Pay attention to the sender; it is possible for an SMS to appear in an existing thread of regular messages from a company. The name of a bank may not be secure, so a hacker can take advantage of this vulnerability to send you a fraudulent SMS message in the usual discussion thread with your bank. This SMS will generally ask you to call a different number or click on a link. The objective is to transfer money to a foreign account later on.
If it is a widespread attack, a simple internet search of the received text will allow you to identify the message as a smishing attempt.
If you suspect that someone is impersonating one of your peers, use a different contact channel to verify their identity. Try to avoid the email inbox, which can also be hacked.
Smishing is most often unsolicited. If you receive a message from a service (password update, etc.) that you have not used recently, there is a strong chance that it is a smishing attempt.
How to protect yourself?
Certain practices can protect you from these cyber attacks. We offer you 10 tips to best defend yourself against smishing:
- Do not provide login credentials via SMS or through a link received via SMS.

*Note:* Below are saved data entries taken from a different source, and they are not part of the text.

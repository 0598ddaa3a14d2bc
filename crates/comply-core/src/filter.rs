//! 单极点低通滤波器与一阶数值微分器
//!
//! # 使用示例
//!
//! ```rust
//! use comply_core::filter::LowPassFilter;
//!
//! // 采样周期 2ms，截止频率约 0.8Hz
//! let mut lpf = LowPassFilter::new(0.002, 5.0 / (2.0 * std::f64::consts::PI));
//! let y = lpf.update(1.0);
//! assert!(y > 0.0 && y < 1.0);
//! ```

use crate::types::Vector6;
use std::f64::consts::PI;

/// 单极点低通滤波器
///
/// `y += (x - y) · (1 - exp(-dt·2π·fc))`，初始输出为 0。
#[derive(Debug, Clone, Copy, PartialEq)]
pub struct LowPassFilter {
    output: f64,
    dt: f64,
    cutoff_hz: f64,
}

impl LowPassFilter {
    pub fn new(dt: f64, cutoff_hz: f64) -> Self {
        Self {
            output: 0.0,
            dt,
            cutoff_hz,
        }
    }

    /// 平滑系数 1 - exp(-dt·2π·fc)
    pub fn smoothing(dt: f64, cutoff_hz: f64) -> f64 {
        1.0 - (-dt * 2.0 * PI * cutoff_hz).exp()
    }

    pub fn update(&mut self, input: f64) -> f64 {
        self.output += (input - self.output) * Self::smoothing(self.dt, self.cutoff_hz);
        self.output
    }

    pub fn output(&self) -> f64 {
        self.output
    }

    pub fn reset(&mut self) {
        self.output = 0.0;
    }
}

/// N 通道低通滤波器组（每通道独立状态）
#[derive(Debug, Clone, Copy, PartialEq)]
pub struct ChannelFilter<const N: usize> {
    channels: [LowPassFilter; N],
}

impl<const N: usize> ChannelFilter<N> {
    pub fn new(dt: f64, cutoff_hz: f64) -> Self {
        Self {
            channels: [LowPassFilter::new(dt, cutoff_hz); N],
        }
    }

    pub fn update(&mut self, input: &[f64; N]) -> [f64; N] {
        let mut out = [0.0; N];
        for ((y, x), filter) in out.iter_mut().zip(input).zip(self.channels.iter_mut()) {
            *y = filter.update(*x);
        }
        out
    }

    pub fn reset(&mut self) {
        self.channels.iter_mut().for_each(LowPassFilter::reset);
    }
}

/// 一阶"脏"微分器
///
/// `ẋ = g·(x − s)`，`s += g·dt·(x − s)`，用于从速度估计任务空间加速度。
#[derive(Debug, Clone, PartialEq)]
pub struct Differentiator {
    gain: f64,
    dt: f64,
    integral: Vector6,
}

impl Differentiator {
    /// 默认增益
    pub const DEFAULT_GAIN: f64 = 100.0;

    pub fn new(dt: f64, gain: f64) -> Self {
        Self {
            gain,
            dt,
            integral: Vector6::zeros(),
        }
    }

    pub fn update(&mut self, x: &Vector6) -> Vector6 {
        let error = x - self.integral;
        let derivative = error * self.gain;
        self.integral += error * (self.gain * self.dt);
        derivative
    }

    pub fn reset(&mut self) {
        self.integral = Vector6::zeros();
    }
}
pub struct PaletteRandomizer {
    rng: StdRng,
    seed: u32,
    ranges: BTreeMap<PaletteKind, (u16, u16)>,
    math: &'static dyn PaletteMath,
    symmetric: bool,
    randomized: HashSet<usize>,
}

impl PaletteRandomizer {
    pub fn new(settings: &PaletteSettings) -> Result<Self> {
        settings.validate()?;
        let seed = settings
            .seed
            .unwrap_or_else(|| rand::thread_rng().gen_range(0..=MAX_SEED));
        let mut rng = StdRng::seed_from_u64(seed as u64);

        let mut ranges = BTreeMap::new();
        for (&kind, &range) in &settings.randomize {
            ranges.insert(kind, resolve_hue_range(&mut rng, kind, range)?);
        }

        Ok(Self {
            rng,
            seed,
            ranges,
            math: settings.color_space.math(),
            symmetric: settings.symmetric,
            randomized: HashSet::new(),
        })
    }

    pub fn seed(&self) -> u32 {
        self.seed
    }

    /// Rotates a random hue within `range`, with columns varying by up to
    /// half the range and lightness by up to a fifth.
    pub fn generate_change(&mut self, (min, max): (u16, u16)) -> ColorChange {
        let mut hue_shift = self.rng.gen_range(min..=max) as f64;
        if self.symmetric && self.rng.gen_bool(0.5) {
            hue_shift = 360.0 - hue_shift;
        }
        let var_range = (max - min) as f64 / 2.0;
        let hue_var = PaletteVariation::generate(&mut self.rng, var_range, VariationType::Add);
        let lightness_var = PaletteVariation::generate(&mut self.rng, 0.2, VariationType::Multiply);
        ColorChange {
            hue_shift,
            hue_var: Some(hue_var),
            lightness_var: Some(lightness_var),
        }
    }

    pub fn randomize(&mut self, rom: &mut Rom, gd: &GameData) -> Result<()> {
        info!("Randomizing palettes with seed {}", self.seed);
        let ranges = self.ranges.clone();
        for (kind, range) in ranges {
            match kind {
                PaletteKind::Tilesets => self.randomize_tilesets(rom, gd, range)?,
                PaletteKind::Enemies => self.randomize_enemies(rom, gd, range)?,
                PaletteKind::Samus => {
                    let change = self.generate_change(range);
                    for group in [PaletteGroup::Samus, PaletteGroup::HelmetCursor, PaletteGroup::SaX] {
                        self.change_blocks(rom, &gd.palettes(group)?, &change)?;
                    }
                }
                PaletteKind::Beams => {
                    let change = self.generate_change(range);
                    self.change_blocks(rom, &gd.palettes(PaletteGroup::Beams)?, &change)?;
                }
            }
        }
        Ok(())
    }

    /// Rewrites one palette unless an earlier step already did.
    fn change_palette(
        &mut self,
        rom: &mut Rom,
        addr: usize,
        rows: usize,
        change: &ColorChange,
    ) -> Result<bool> {
        if !self.randomized.insert(addr) {
            return Ok(false);
        }
        let mut palette = Palette::read(rom, addr, rows)?;
        palette.apply(change, self.math, &[]);
        palette.write(rom, addr)?;
        Ok(true)
    }

    fn change_blocks(&mut self, rom: &mut Rom, blocks: &[(usize, usize)], change: &ColorChange) -> Result<()> {
        for &(addr, rows) in blocks {
            self.change_palette(rom, addr, rows, change)?;
        }
        Ok(())
    }

    fn randomize_tilesets(&mut self, rom: &mut Rom, gd: &GameData, range: (u16, u16)) -> Result<()> {
        let mut count = 0;
        for id in 0..gd.get(Field::TilesetCount)? {
            let tileset = Tileset::new(gd, id as u8)?;
            let addr = rom.read_ptr(tileset.palette_pointer())?;
            if self.randomized.contains(&addr) {
                continue;
            }
            let change = self.generate_change(range);
            if self.change_palette(rom, addr, TILESET_PALETTE_ROWS, &change)? {
                count += 1;
            }
        }

        let entries = gd.get(Field::AnimPaletteEntries)?;
        for id in 0..gd.get(Field::AnimPaletteCount)? {
            let entry = entries + id * ANIM_PALETTE_ENTRY_SIZE;
            let rows = rom.read_u8(entry + 2)? as usize;
            let addr = rom.read_ptr(entry + 4)?;
            if rows == 0 || self.randomized.contains(&addr) {
                continue;
            }
            let change = self.generate_change(range);
            if self.change_palette(rom, addr, rows, &change)? {
                count += 1;
            }
        }
        debug!("Changed {} tileset palettes", count);
        Ok(())
    }

    fn randomize_enemies(&mut self, rom: &mut Rom, gd: &GameData, range: (u16, u16)) -> Result<()> {
        let palette_ptrs = gd.get(Field::SpritePalettePtrs)?;
        let vram_sizes = gd.get(Field::SpriteVramSizes)?;
        for sprite in FIRST_ENEMY_SPRITE..gd.get(Field::SpriteCount)? {
            let gfx = sprite - FIRST_ENEMY_SPRITE;
            let addr = rom.read_ptr(palette_ptrs + gfx * 4)?;
            if self.randomized.contains(&addr) {
                continue;
            }
            let rows = if SINGLE_ROW_SPRITES.contains(&sprite) {
                1
            } else {
                rom.read_u32(vram_sizes + gfx * 4)? as usize / 0x800
            };
            if rows == 0 {
                debug!("Sprite {:#X} has no palette rows", sprite);
                continue;
            }
            let change = self.generate_change(range);
            self.change_palette(rom, addr, rows, &change)?;
        }
        Ok(())
    }
}
//! Small optional tweaks: bundled IPS patches and single-value writes.

use log::info;

use crate::data::DataDir;
use crate::reserved::MISSILE_LIMIT;
use crate::rom::Rom;
use crate::{PatcherError, Result};

/// Applies IPS patch data to an image.
pub trait IpsPatchApplier {
    fn apply(&self, rom: &mut Rom, patch: &[u8]) -> Result<()>;
}

/// `IpsPatchApplier` backed by the `ips` crate's parser.
#[derive(Debug, Default, Clone, Copy)]
pub struct IpsCrateApplier;

impl IpsPatchApplier for IpsCrateApplier {
    fn apply(&self, rom: &mut Rom, patch: &[u8]) -> Result<()> {
        let patch = ips::Patch::parse(patch).map_err(|e| PatcherError::Ips(format!("{:?}", e)))?;
        for hunk in patch.hunks() {
            rom.write_bytes(hunk.offset(), hunk.payload())?;
        }
        Ok(())
    }
}

/// Patches shipped in the data directory under `patches/<game>_<region>/`.
#[derive(Copy, Clone, Debug, Eq, PartialEq)]
pub enum MiscPatch {
    StereoDefault,
    DisableDemos,
    DisableMusic,
    DisableSoundEffects,
    PowerBombsWithoutBombs,
    UnexploredMap,
    AntiSoftlock,
}

impl MiscPatch {
    pub fn file_name(self) -> &'static str {
        match self {
            MiscPatch::StereoDefault => "stereo_default",
            MiscPatch::DisableDemos => "disable_demos",
            MiscPatch::DisableMusic => "disable_music",
            MiscPatch::DisableSoundEffects => "disable_sound_effects",
            MiscPatch::PowerBombsWithoutBombs => "pbs_without_bombs",
            MiscPatch::UnexploredMap => "unexplored_map",
            MiscPatch::AntiSoftlock => "anti_softlock",
        }
    }
}

pub fn apply_patch_file(rom: &mut Rom, data_dir: &DataDir, applier: &dyn IpsPatchApplier, patch: MiscPatch) -> Result<()> {
    let bytes = data_dir.patch_file(rom.game(), rom.region(), patch.file_name())?;
    applier.apply(rom, &bytes)?;
    info!("Applied {}.ips", patch.file_name());
    Ok(())
}

pub fn skip_door_transitions(rom: &mut Rom) -> Result<()> {
    rom.write_u32(0x69500, 0x300_0BDE)?;
    rom.write_u8(0x694E2, 0xC)
}

pub fn change_missile_limit(rom: &mut Rom, limit: u8) -> Result<()> {
    rom.write_u8(MISSILE_LIMIT, limit)
}
//! Auxiliary files shipped next to the patcher.

use std::fs;
use std::path::{Path, PathBuf};

use log::debug;
use serde::de::DeserializeOwned;

use crate::connections::{MainHub, MainHubLayout};
use crate::rom::{Game, Region};
use crate::Result;

pub const LOCATIONS_FILE: &str = "locations.json";
pub const MAIN_HUB_LAYOUT_FILE: &str = "main_hub.json";
pub const MAIN_HUB_GFX_FILE: &str = "main_hub.gfx.lz";
pub const MAIN_HUB_TILEMAP_FILE: &str = "main_hub_tilemap.bin";

#[derive(Debug, Clone)]
pub struct DataDir {
    root: PathBuf,
}

impl DataDir {
    pub fn new(root: &Path) -> Self {
        Self {
            root: root.to_path_buf(),
        }
    }

    pub fn root(&self) -> &Path {
        &self.root
    }

    pub fn read(&self, relative: &Path) -> Result<Vec<u8>> {
        let path = self.root.join(relative);
        debug!("Reading {}", path.display());
        Ok(fs::read(path)?)
    }

    pub fn read_json<T: DeserializeOwned>(&self, name: &str) -> Result<T> {
        let bytes = self.read(Path::new(name))?;
        Ok(serde_json::from_slice(&bytes)?)
    }

    pub fn main_hub(&self) -> Result<MainHub> {
        let layout: MainHubLayout = self.read_json(MAIN_HUB_LAYOUT_FILE)?;
        layout.validate()?;
        Ok(MainHub {
            layout,
            gfx: self.read(Path::new(MAIN_HUB_GFX_FILE))?,
            tilemap: self.read(Path::new(MAIN_HUB_TILEMAP_FILE))?,
        })
    }

    /// Reads `patches/<game>_<region>/<name>.ips`.
    pub fn patch_file(&self, game: Game, region: Region, name: &str) -> Result<Vec<u8>> {
        let game = match game {
            Game::Fusion => "fusion",
            Game::ZeroMission => "zm",
        };
        let dir = format!("{}_{}", game, region.dir_name());
        self.read(&Path::new("patches").join(dir).join(format!("{}.ips", name)))
    }
}

#[cfg(test)]
mod tests {
    use super::*;

    fn temp_dir(name: &str) -> PathBuf {
        let dir = std::env::temp_dir().join(format!("mars-patcher-{}-{}", name, std::process::id()));
        fs::create_dir_all(&dir).unwrap();
        dir
    }

    #[test]
    fn patch_files_are_found_per_release() {
        let root = temp_dir("patches");
        let dir = root.join("patches").join("fusion_u");
        fs::create_dir_all(&dir).unwrap();
        fs::write(dir.join("disable_demos.ips"), b"PATCHEOF").unwrap();

        let data = DataDir::new(&root);
        let bytes = data.patch_file(Game::Fusion, Region::U, "disable_demos").unwrap();
        assert_eq!(bytes, b"PATCHEOF");
        assert!(data.patch_file(Game::Fusion, Region::E, "disable_demos").is_err());

        fs::remove_dir_all(root).unwrap();
    }

    #[test]
    fn missing_files_are_io_errors() {
        let data = DataDir::new(Path::new("/nonexistent/mars-patcher"));
        assert!(matches!(
            data.read_json::<serde_json::Value>(LOCATIONS_FILE),
            Err(crate::PatcherError::Io(_))
        ));
    }
}
//! Item placement: the location catalogue, assignments from the patch data
//! and the tank, minor-location and major-location tables they drive.

use std::collections::HashSet;

use log::{debug, info};
use serde::Deserialize;

use crate::address::GameData;
use crate::data::{DataDir, LOCATIONS_FILE};
use crate::reserved;
use crate::rom::Rom;
use crate::room::{LayerKind, RoomEntry, Tileset};
use crate::{PatcherError, Result};

pub const MAJOR_LOCATION_COUNT: usize = 20;
pub const MINOR_LOCATION_COUNT: usize = 100;

const MINOR_LOC_SIZE: usize = 8;
const MAJOR_LOC_SIZE: usize = 2;
const MINOR_ROOMS_PER_AREA: usize = 16;

const TANK_CLIP: [u16; 3] = [0x62, 0x63, 0x68];
const HIDDEN_TANK_CLIP: [u16; 3] = [0x64, 0x65, 0x69];
const TANK_BG1_START: u16 = 0x40;
const TANK_TILE: [u8; 3] = [0x50, 0x54, 0x58];

#[derive(Copy, Clone, Debug, Eq, PartialEq, Hash, Deserialize)]
pub enum ItemType {
    None,
    Level0,
    Missiles,
    MorphBall,
    ChargeBeam,
    Level1,
    Bombs,
    HiJump,
    SpeedBooster,
    Level2,
    SuperMissiles,
    VariaSuit,
    Level3,
    IceMissiles,
    WideBeam,
    PowerBombs,
    SpaceJump,
    PlasmaBeam,
    GravitySuit,
    Level4,
    DiffusionMissiles,
    WaveBeam,
    ScrewAttack,
    IceBeam,
    MissileTank,
    EnergyTank,
    PowerBombTank,
    IceTrap,
    InfantMetroid,
}

#[derive(Copy, Clone, Debug, Eq, PartialEq, Hash, Deserialize)]
pub enum ItemSprite {
    Empty,
    Missiles,
    Level0,
    MorphBall,
    ChargeBeam,
    Level1,
    Bombs,
    HiJump,
    SpeedBooster,
    Level2,
    SuperMissiles,
    VariaSuit,
    Level3,
    IceMissiles,
    WideBeam,
    PowerBombs,
    SpaceJump,
    PlasmaBeam,
    GravitySuit,
    Level4,
    DiffusionMissiles,
    WaveBeam,
    ScrewAttack,
    IceBeam,
    MissileTank,
    EnergyTank,
    PowerBombTank,
    Anonymous,
    ShinyMissileTank,
    ShinyPowerBombTank,
    InfantMetroid,
}

/// Bosses and devices that hand out a major item.
#[derive(Copy, Clone, Debug, Eq, PartialEq, Hash, Deserialize)]
pub enum MajorSource {
    MainDeckData,
    Arachnus,
    ChargeCoreX,
    Level1,
    TroData,
    Zazabi,
    Serris,
    Level2,
    PyrData,
    MegaX,
    Level3,
    ArcData1,
    WideCoreX,
    ArcData2,
    Yakuza,
    Nettori,
    Nightmare,
    Level4,
    AqaData,
    WaveCoreX,
    Ridley,
}

#[derive(Clone, Debug, Deserialize)]
#[serde(rename_all = "PascalCase", deny_unknown_fields)]
pub struct MajorAssignment {
    pub source: MajorSource,
    pub item: ItemType,
}

#[derive(Clone, Debug, Deserialize)]
#[serde(rename_all = "PascalCase", deny_unknown_fields)]
pub struct MinorAssignment {
    pub area: u8,
    pub room: u8,
    pub block_x: u8,
    pub block_y: u8,
    pub item: ItemType,
    pub item_sprite: Option<ItemSprite>,
}

#[derive(Clone, Debug, Deserialize)]
#[serde(rename_all = "PascalCase", deny_unknown_fields)]
pub struct LocationsConfig {
    pub major_locations: Vec<MajorAssignment>,
    pub minor_locations: Vec<MinorAssignment>,
}

impl LocationsConfig {
    pub fn validate(&self) -> Result<()> {
        if self.major_locations.len() != MAJOR_LOCATION_COUNT {
            return Err(PatcherError::Config(format!(
                "expected {} major locations, found {}",
                MAJOR_LOCATION_COUNT,
                self.major_locations.len()
            )));
        }
        if self.minor_locations.len() != MINOR_LOCATION_COUNT {
            return Err(PatcherError::Config(format!(
                "expected {} minor locations, found {}",
                MINOR_LOCATION_COUNT,
                self.minor_locations.len()
            )));
        }

        let mut sources = HashSet::new();
        for major in &self.major_locations {
            if !sources.insert(major.source) {
                return Err(PatcherError::Config(format!(
                    "major location {:?} is assigned twice",
                    major.source
                )));
            }
        }

        let mut blocks = HashSet::new();
        for minor in &self.minor_locations {
            if minor.area > 6 {
                return Err(PatcherError::Config(format!(
                    "minor location area {} is not 0..=6",
                    minor.area
                )));
            }
            if !blocks.insert((minor.area, minor.room, minor.block_x, minor.block_y)) {
                return Err(PatcherError::Config(format!(
                    "minor location area {} room {:#X} ({}, {}) is assigned twice",
                    minor.area, minor.room, minor.block_x, minor.block_y
                )));
            }
        }
        Ok(())
    }

    pub fn metroid_count(&self) -> usize {
        let majors = self.major_locations.iter().map(|m| m.item);
        let minors = self.minor_locations.iter().map(|m| m.item);
        majors
            .chain(minors)
            .filter(|&item| item == ItemType::InfantMetroid)
            .count()
    }
}

/// A location where a boss or device awards an item.
#[derive(Clone, Debug, Deserialize)]
#[serde(rename_all = "PascalCase")]
pub struct MajorLocation {
    pub area: u8,
    pub room: u8,
    pub source: MajorSource,
    pub original: ItemType,
    #[serde(skip)]
    pub new_item: Option<ItemType>,
}

/// A tank block placed in a room.
#[derive(Clone, Debug, Deserialize)]
#[serde(rename_all = "PascalCase")]
pub struct MinorLocation {
    pub area: u8,
    pub room: u8,
    pub block_x: u8,
    pub block_y: u8,
    pub hidden: bool,
    pub original: ItemType,
    #[serde(skip)]
    pub new_item: Option<ItemType>,
    #[serde(skip)]
    pub item_sprite: Option<ItemSprite>,
}

/// The catalogue of item locations with any assignments applied.
///
/// Minor locations sharing a room are listed consecutively; their order
/// decides which tank slot each one uses.
#[derive(Clone, Debug, Deserialize)]
#[serde(rename_all = "PascalCase")]
pub struct LocationSettings {
    pub major_locations: Vec<MajorLocation>,
    pub minor_locations: Vec<MinorLocation>,
}

impl LocationSettings {
    pub fn load(data_dir: &DataDir) -> Result<Self> {
        let settings: Self = data_dir.read_json(LOCATIONS_FILE)?;
        debug!(
            "Loaded {} major and {} minor locations",
            settings.major_locations.len(),
            settings.minor_locations.len()
        );
        Ok(settings)
    }

    pub fn set_assignments(&mut self, config: &LocationsConfig) -> Result<()> {
        for assignment in &config.major_locations {
            let location = self
                .major_locations
                .iter_mut()
                .find(|m| m.source == assignment.source)
                .ok_or_else(|| {
                    PatcherError::Config(format!(
                        "unknown major location {:?}",
                        assignment.source
                    ))
                })?;
            location.new_item = Some(assignment.item);
        }

        for assignment in &config.minor_locations {
            let location = self
                .minor_locations
                .iter_mut()
                .find(|m| {
                    m.area == assignment.area
                        && m.room == assignment.room
                        && m.block_x == assignment.block_x
                        && m.block_y == assignment.block_y
                })
                .ok_or_else(|| {
                    PatcherError::Config(format!(
                        "invalid minor location: area {}, room {:#X}, X {}, Y {}",
                        assignment.area, assignment.room, assignment.block_x, assignment.block_y
                    ))
                })?;
            location.new_item = Some(assignment.item);
            if let Some(sprite) = assignment.item_sprite {
                location.item_sprite = Some(sprite);
            }
        }
        Ok(())
    }
}

pub struct ItemPatcher<'a> {
    settings: &'a LocationSettings,
}

impl<'a> ItemPatcher<'a> {
    pub fn new(settings: &'a LocationSettings) -> Self {
        Self { settings }
    }

    /// Writes tank blocks, the minor and major item tables and the total
    /// metroid count. Returns that count.
    pub fn write_items(&self, rom: &mut Rom, gd: &GameData) -> Result<u8> {
        let minor_array = rom.read_ptr(reserved::MINOR_LOCS_ARRAY)?;
        let mut prev_room = None;
        let mut room_tanks = 0usize;
        let mut total_metroids = 0u8;

        for location in &self.settings.minor_locations {
            if location.new_item == Some(ItemType::InfantMetroid) {
                total_metroids += 1;
            }

            let key = (location.area, location.room);
            if prev_room == Some(key) {
                room_tanks += 1;
            } else {
                room_tanks = 1;
                prev_room = Some(key);
            }
            write_tank_blocks(rom, gd, location, room_tanks - 1)?;

            let record = find_minor_record(rom, minor_array, location)?;
            if let Some(item) = location.new_item {
                rom.write_u8(record + 5, item as u8)?;
                if let Some(sprite) = location.item_sprite {
                    rom.write_u8(record + 6, sprite as u8)?;
                }
            }
        }

        for location in &self.settings.major_locations {
            let Some(item) = location.new_item else {
                continue;
            };
            if item == ItemType::InfantMetroid {
                total_metroids += 1;
            }
            let addr = reserved::MAJOR_LOCS + location.source as usize * MAJOR_LOC_SIZE;
            rom.write_u8(addr, item as u8)?;
        }

        rom.write_u8(reserved::TOTAL_METROID_COUNT, total_metroids)?;
        info!("Wrote item assignments ({} infant metroids)", total_metroids);
        Ok(total_metroids)
    }
}

/// Points the tank's clip and, unless hidden, BG1 block at `slot`.
fn write_tank_blocks(rom: &mut Rom, gd: &GameData, location: &MinorLocation, slot: usize) -> Result<()> {
    if slot >= TANK_CLIP.len() {
        return Err(PatcherError::Invariant(format!(
            "area {} room {:#X} has more than {} tanks",
            location.area,
            location.room,
            TANK_CLIP.len()
        )));
    }
    let (x, y) = (location.block_x as usize, location.block_y as usize);
    let room = RoomEntry::new(rom, gd, location.area, location.room)?;

    let clip_value = if location.hidden {
        HIDDEN_TANK_CLIP[slot]
    } else {
        TANK_CLIP[slot]
    };
    let mut clip = room.load_layer(rom, LayerKind::Clip)?;
    clip.set(x, y, clip_value)?;
    clip.commit(rom)?;

    if !location.hidden {
        let tileset_id = room.tileset(rom)?;
        let tileset = Tileset::new(gd, tileset_id)?;
        let tiles = tileset.rle_tilemap_addr(rom)? + 2 + TANK_BG1_START as usize * 8;
        let mut index = None;
        for i in 0..16u16 {
            if rom.read_u8(tiles + i as usize * 8)? == TANK_TILE[slot] {
                index = Some(i);
                break;
            }
        }
        let index = index.ok_or_else(|| {
            PatcherError::Invariant(format!(
                "tileset {} has no tank graphic for slot {}",
                tileset_id, slot
            ))
        })?;
        let mut bg1 = room.load_layer(rom, LayerKind::Bg1)?;
        bg1.set(x, y, TANK_BG1_START + index)?;
        bg1.commit(rom)?;
    }
    Ok(())
}

/// Finds `room` in an area's sorted list of rooms holding minor items.
fn search_room_list(rom: &Rom, list: usize, room: u8) -> Result<Option<usize>> {
    let (mut low, mut high) = (0, MINOR_ROOMS_PER_AREA);
    while low < high {
        let middle = (low + high) / 2;
        let value = rom.read_u8(list + middle)?;
        if value < room {
            low = middle + 1;
        } else if value > room {
            high = middle;
        } else {
            return Ok(Some(list + middle));
        }
    }
    Ok(None)
}

/// Returns the address of the minor-location record for `location`.
fn find_minor_record(rom: &Rom, minor_array: usize, location: &MinorLocation) -> Result<usize> {
    let list = rom.read_ptr(reserved::MINOR_LOCS_TABLE + location.area as usize * 4)?;
    let entry = search_room_list(rom, list, location.room)?.ok_or_else(|| {
        PatcherError::Invariant(format!(
            "area {} room {:#X} is not in the minor location index",
            location.area, location.room
        ))
    })?;
    let mut index = rom.read_u8(entry + MINOR_ROOMS_PER_AREA)? as usize;

    loop {
        let addr = minor_array + index * MINOR_LOC_SIZE;
        let record = rom.read_bytes(addr, 5)?;
        if record[0] != location.area || record[1] != location.room {
            return Err(PatcherError::Invariant(format!(
                "minor location record at {:#X} is for area {} room {:#X}, expected area {} room {:#X} ({}, {})",
                addr, record[0], record[1], location.area, location.room, location.block_x, location.block_y
            )));
        }
        if record[3] == location.block_x && record[4] == location.block_y {
            return Ok(addr);
        }
        index += 1;
    }
}

pub fn set_required_metroid_count(rom: &mut Rom, count: u8) -> Result<()> {
    rom.write_u8(reserved::REQUIRED_METROID_COUNT, count)
}

#[derive(Copy, Clone, Debug, Deserialize)]
#[serde(rename_all = "PascalCase", deny_unknown_fields)]
pub struct TankIncrements {
    #[serde(default = "default_missile_tank")]
    pub missile_tank: i16,
    #[serde(default = "default_energy_tank")]
    pub energy_tank: i16,
    #[serde(default = "default_power_bomb_tank")]
    pub power_bomb_tank: i16,
}

fn default_missile_tank() -> i16 {
    5
}

fn default_energy_tank() -> i16 {
    100
}

fn default_power_bomb_tank() -> i16 {
    2
}

impl TankIncrements {
    pub fn validate(&self) -> Result<()> {
        let checks = [
            ("MissileTank", self.missile_tank, 1000),
            ("EnergyTank", self.energy_tank, 2100),
            ("PowerBombTank", self.power_bomb_tank, 100),
        ];
        for (name, value, limit) in checks {
            if value.unsigned_abs() > limit {
                return Err(PatcherError::Config(format!(
                    "{} increment {} is outside -{}..={}",
                    name, value, limit, limit
                )));
            }
        }
        Ok(())
    }
}

/// Stores the increments as two's complement halfwords.
pub fn set_tank_increments(rom: &mut Rom, increments: &TankIncrements) -> Result<()> {
    rom.write_u16(reserved::TANK_INC, increments.missile_tank as u16)?;
    rom.write_u16(reserved::TANK_INC + 2, increments.energy_tank as u16)?;
    rom.write_u16(reserved::TANK_INC + 4, increments.power_bomb_tank as u16)
}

- Do not click on links in unsolicited SMS messages.
- Do not install any application after receiving an SMS message.
- Double-check through a different contact channel when a contact has an urgent request via SMS.
- Be vigilant on all instant messaging platforms (SMS, Linkedin, Messenger).
- Report suspicious SMS messages to the security service.
- Do not make a call in response to an unknown SMS message.
- Regularly check that phone numbers capable of receiving SMS messages from colleagues are not publicly available.
- Train users on the dangers of smishing.
- Simulate smishing attacks to assess and improve employee behavior.